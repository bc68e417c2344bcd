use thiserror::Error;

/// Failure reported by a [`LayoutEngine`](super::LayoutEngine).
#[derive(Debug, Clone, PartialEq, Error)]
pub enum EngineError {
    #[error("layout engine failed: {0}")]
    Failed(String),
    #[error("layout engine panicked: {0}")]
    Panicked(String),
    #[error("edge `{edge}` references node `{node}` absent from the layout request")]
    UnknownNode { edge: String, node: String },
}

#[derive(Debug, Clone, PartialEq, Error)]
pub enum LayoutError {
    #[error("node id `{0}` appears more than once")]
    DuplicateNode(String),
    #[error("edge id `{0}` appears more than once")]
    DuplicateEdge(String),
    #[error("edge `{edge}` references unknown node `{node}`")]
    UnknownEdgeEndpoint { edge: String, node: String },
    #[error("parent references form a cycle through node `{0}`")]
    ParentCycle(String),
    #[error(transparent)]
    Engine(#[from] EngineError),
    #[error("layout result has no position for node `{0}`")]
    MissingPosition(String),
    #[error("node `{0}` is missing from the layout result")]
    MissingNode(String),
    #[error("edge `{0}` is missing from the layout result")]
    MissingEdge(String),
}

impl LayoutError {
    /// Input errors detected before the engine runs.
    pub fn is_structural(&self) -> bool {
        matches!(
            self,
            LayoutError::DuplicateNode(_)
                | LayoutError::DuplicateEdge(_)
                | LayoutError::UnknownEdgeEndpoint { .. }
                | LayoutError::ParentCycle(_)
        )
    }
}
****************
ABOUT THIS EXERCISE: Go through the listing and write out each line exactly.

REPLY:
repository bc68e417c2344bcd
use thiserror::Error;

/// Failure reported by a [`LayoutEngine`](super::LayoutEngine).
#[derive(Debug, Clone, PartialEq, Error)]
pub enum EngineError {
    #[error("layout engine failed: {0}")]
    Failed(String),
    #[error("layout engine panicked: {0}")]
    Panicked(String),
    #[error("edge `{edge}` references node `{node}` absent from the layout request")]
    UnknownNode { edge: String, node: String },
}

#[derive(Debug, Clone, PartialEq, Error)]
pub enum LayoutError {
    #[error("node id `{0}` appears more than once")]
    DuplicateNode(String),
    #[error("edge id `{0}` appears more than once")]
    DuplicateEdge(String),
    #[error("edge `{edge}` references unknown node `{node}`")]
    UnknownEdgeEndpoint { edge: String, node: String },
    #[error("parent references form a cycle through node `{0}`")]
    ParentCycle(String),
    #[error(transparent)]
    Engine(#[from] EngineError),
    #[error("layout result has no position for node `{0}`")]
    MissingPosition(String),
    #[error("node `{0}` is missing from the layout result")]
    MissingNode(String),
    #[error("edge `{0}` is missing from the layout result")]
    MissingEdge(String),
}

impl LayoutError {
    /// Input errors detected before the engine runs.
    pub fn is_structural(&self) -> bool {
        matches!(
            self,
            LayoutError::DuplicateNode(_)
                | LayoutError::DuplicateEdge(_)
                | LayoutError::UnknownEdgeEndpoint { .. }
                | LayoutError::ParentCycle(_)
        )
    }
}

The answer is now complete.